» **STORED DATA**
■ ■ ■ ■ ■

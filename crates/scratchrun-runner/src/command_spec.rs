use std::collections::HashMap;
use std::ffi::OsString;
use std::path::PathBuf;
use std::process::Command;

// ============================================================================
// CommandSpec - Secure Process Execution Specification
// ============================================================================

/// Specification for a command to execute.
///
/// All process execution goes through this type to ensure argv-style invocation.
///
/// # Example
///
/// ```rust
/// use scratchrun_runner::CommandSpec;
/// use std::ffi::OsString;
///
/// let cmd = CommandSpec::new("java")
///     .arg("-cp")
///     .arg("/tmp/scratch-compile")
///     .arg("ScratchKt")
///     .cwd("/path/to/project");
///
/// assert_eq!(cmd.program, OsString::from("java"));
/// assert_eq!(cmd.args.len(), 3);
/// ```
#[derive(Debug, Clone, Default)]
pub struct CommandSpec {
    /// The program to execute
    pub program: OsString,
    /// Arguments as discrete elements (NOT shell strings)
    pub args: Vec<OsString>,
    /// Optional working directory
    pub cwd: Option<PathBuf>,
    /// Optional environment overrides
    pub env: Option<HashMap<OsString, OsString>>,
}

impl CommandSpec {
    /// Create a new `CommandSpec` with the given program.
    #[must_use]
    pub fn new(program: impl Into<OsString>) -> Self {
        Self {
            program: program.into(),
            args: Vec::new(),
            cwd: None,
            env: None,
        }
    }

    /// Add a single argument to the command.
    #[must_use]
    pub fn arg(mut self, arg: impl Into<OsString>) -> Self {
        self.args.push(arg.into());
        self
    }

    /// Add multiple arguments to the command.
    #[must_use]
    pub fn args<I, S>(mut self, args: I) -> Self
    where
        I: IntoIterator<Item = S>,
        S: Into<OsString>,
    {
        self.args.extend(args.into_iter().map(Into::into));
        self
    }

    /// Set the working directory for the command.
    #[must_use]
    pub fn cwd(mut self, cwd: impl Into<PathBuf>) -> Self {
        self.cwd = Some(cwd.into());
        self
    }

    /// Set an environment variable for the command.
    #[must_use]
    pub fn env(mut self, key: impl Into<OsString>, value: impl Into<OsString>) -> Self {
        self.env
            .get_or_insert_with(HashMap::new)
            .insert(key.into(), value.into());
        self
    }

    /// Render the command as a single line for logs.
    ///
    /// Arguments containing whitespace are quoted. The result is for display
    /// only and is never handed to a shell.
    #[must_use]
    pub fn display_line(&self) -> String {
        let mut parts = Vec::with_capacity(self.args.len() + 1);
        parts.push(quote_for_display(&self.program));
        parts.extend(self.args.iter().map(|arg| quote_for_display(arg)));
        parts.join(" ")
    }

    /// Convert this `CommandSpec` into a `std::process::Command`.
    ///
    /// The resulting `Command` uses argv-style argument passing.
    #[must_use]
    pub fn to_command(&self) -> Command {
        let mut cmd = Command::new(&self.program);
        cmd.args(&self.args);

        if let Some(ref cwd) = self.cwd {
            cmd.current_dir(cwd);
        }

        if let Some(ref env) = self.env {
            for (key, value) in env {
                cmd.env(key, value);
            }
        }

        cmd
    }
}

fn quote_for_display(value: &OsString) -> String {
    let text = value.to_string_lossy();
    if text.is_empty() || text.chars().any(char::is_whitespace) {
        format!("\"{text}\"")
    } else {
        text.into_owned()
    }
}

■ ■ ■ ■ ■

Answer with one number only: how many lines above contain the word "java".

2